A. People with a negative component for the yellow vector have long forearms relative to their upper arms

## Calculating Principal Components

In [0]:
# Create a pairplot to inspect ansur_df
sns.pairplot(ansur_df)

plt.show()

In [0]:
from sklearn.preprocessing import StandardScaler

# Create the scaler and standardize the data
scaler = StandardScaler()
ansur_std = scaler.fit_transform(ansur_df)

In [0]:
from sklearn.preprocessing import StandardScaler
from sklearn.decomposition import PCA

# Create the scaler and standardize the data
scaler = StandardScaler()
ansur_std = scaler.fit_transform(ansur_df)

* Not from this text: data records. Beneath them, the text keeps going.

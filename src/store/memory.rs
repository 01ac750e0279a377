//! In-memory record store.
//!
//! Backs the integration tests (each test gets its own isolated, seedable
//! instance) and is handy for running the server without a database. Every
//! trait method takes the lock once, so each operation is atomic on its own,
//! matching the per-operation guarantee the SQL backend provides.

use async_trait::async_trait;
use tokio::sync::RwLock;
use uuid::Uuid;

use super::{BlogPatch, BlogRecord, NewBlogRecord, RecordStore, StoreError, UserRecord};

#[derive(Default)]
struct Inner {
    /// Creation order is the vec order.
    blogs: Vec<BlogRecord>,
    users: Vec<UserRecord>,
}

#[derive(Default)]
pub struct MemoryRecordStore {
    inner: RwLock<Inner>,
}

impl MemoryRecordStore {
    pub fn new() -> Self {
        Self::default()
    }
}

#[async_trait]
impl RecordStore for MemoryRecordStore {
    async fn list_blogs(&self) -> Result<Vec<BlogRecord>, StoreError> {
        Ok(self.inner.read().await.blogs.clone())
    }

    async fn find_blog(&self, id: &str) -> Result<Option<BlogRecord>, StoreError> {
        Ok(self
            .inner
            .read()
            .await
            .blogs
            .iter()
            .find(|b| b.id == id)
            .cloned())
    }

    async fn insert_blog(&self, blog: NewBlogRecord) -> Result<BlogRecord, StoreError> {
        let record = BlogRecord {
            id: Uuid::new_v4().to_string(),
            title: blog.title,
            author: blog.author,
            url: blog.url,
            likes: blog.likes,
            owner_id: blog.owner_id,
        };
        self.inner.write().await.blogs.push(record.clone());
        Ok(record)
    }

    async fn update_blog(
        &self,
        id: &str,
        patch: BlogPatch,
    ) -> Result<Option<BlogRecord>, StoreError> {
        let mut inner = self.inner.write().await;
        match inner.blogs.iter_mut().find(|b| b.id == id) {
            Some(blog) => {
                blog.apply(patch);
                Ok(Some(blog.clone()))
            }
            None => Ok(None),
        }
    }

    async fn delete_blog(&self, id: &str) -> Result<bool, StoreError> {
        let mut inner = self.inner.write().await;
        let before = inner.blogs.len();
        inner.blogs.retain(|b| b.id != id);
        Ok(inner.blogs.len() < before)
    }

    async fn find_user(&self, id: &str) -> Result<Option<UserRecord>, StoreError> {
        Ok(self
            .inner
            .read()
            .await
            .users
            .iter()
            .find(|u| u.id == id)
            .cloned())
    }

    async fn save_user(&self, user: UserRecord) -> Result<UserRecord, StoreError> {
        let mut inner = self.inner.write().await;
        match inner.users.iter_mut().find(|u| u.id == user.id) {
            Some(existing) => *existing = user.clone(),
            None => inner.users.push(user.clone()),
        }
        Ok(user)
    }
}
//! Credential verification.
//!
//! The access service only ever needs one thing from the identity layer: turn
//! a bearer credential into a verified subject identifier, or reject it. That
//! contract is the [`IdentityVerifier`] trait; the default implementation
//! checks HS256 JWTs. Token issuance is out of scope for this service, but a
//! [`sign`] helper exists so operators and tests can mint credentials.

use anyhow::Result;
use chrono::{Duration, Utc};
use jsonwebtoken::{DecodingKey, EncodingKey, Header, Validation, decode, encode};
use serde::{Deserialize, Serialize};

/// The credential could not be resolved to a subject.
#[derive(Debug, thiserror::Error)]
#[error("invalid credential")]
pub struct InvalidCredential;

/// Resolves a bearer credential to the authenticated subject's identifier.
pub trait IdentityVerifier: Send + Sync {
    fn verify(&self, credential: &str) -> Result<String, InvalidCredential>;
}

/// JWT claims structure.
#[derive(Debug, Serialize, Deserialize)]
pub struct Claims {
    /// Subject: the user's opaque identifier.
    pub sub: String,
    pub username: String,
    /// Expiration timestamp.
    pub exp: usize,
}

/// HS256 JWT verifier backed by a shared secret.
pub struct JwtVerifier {
    secret: String,
}

impl JwtVerifier {
    pub fn new(secret: impl Into<String>) -> Self {
        Self {
            secret: secret.into(),
        }
    }
}

impl IdentityVerifier for JwtVerifier {
    fn verify(&self, credential: &str) -> Result<String, InvalidCredential> {
        let data = decode::<Claims>(
            credential,
            &DecodingKey::from_secret(self.secret.as_bytes()),
            &Validation::default(),
        )
        .map_err(|_| InvalidCredential)?;
        Ok(data.claims.sub)
    }
}

/// Sign a new JWT for a user.
pub fn sign(user_id: &str, username: &str, secret: &str) -> Result<String> {
    let expiration = Utc::now()
        .checked_add_signed(Duration::days(7))
        .expect("valid timestamp")
        .timestamp();

    let claims = Claims {
        sub: user_id.to_owned(),
        username: username.to_owned(),
        exp: expiration as usize,
    };

    let token = encode(
        &Header::default(),
        &claims,
        &EncodingKey::from_secret(secret.as_bytes()),
    )?;

    Ok(token)
}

# Create the PCA instance and fit and transform the data with pca
pca = PCA()
pc = pca.fit_transform(ansur_std)

# This changes the numpy array output back to a dataframe
pc_df = pd.DataFrame(pc, columns=['PC 1', 'PC 2', 'PC 3', 'PC 4'])

In [0]:
from sklearn.preprocessing import StandardScaler
from sklearn.decomposition import PCA

# Create the scaler
scaler = StandardScaler()
ansur_std = scaler.fit_transform(ansur_df)

# Create the PCA instance and fit and transform the data with pca
pca = PCA()
pc = pca.fit_transform(ansur_std)
pc_df = pd.DataFrame(pc, columns=['PC 1', 'PC 2', 'PC 3', 'PC 4'])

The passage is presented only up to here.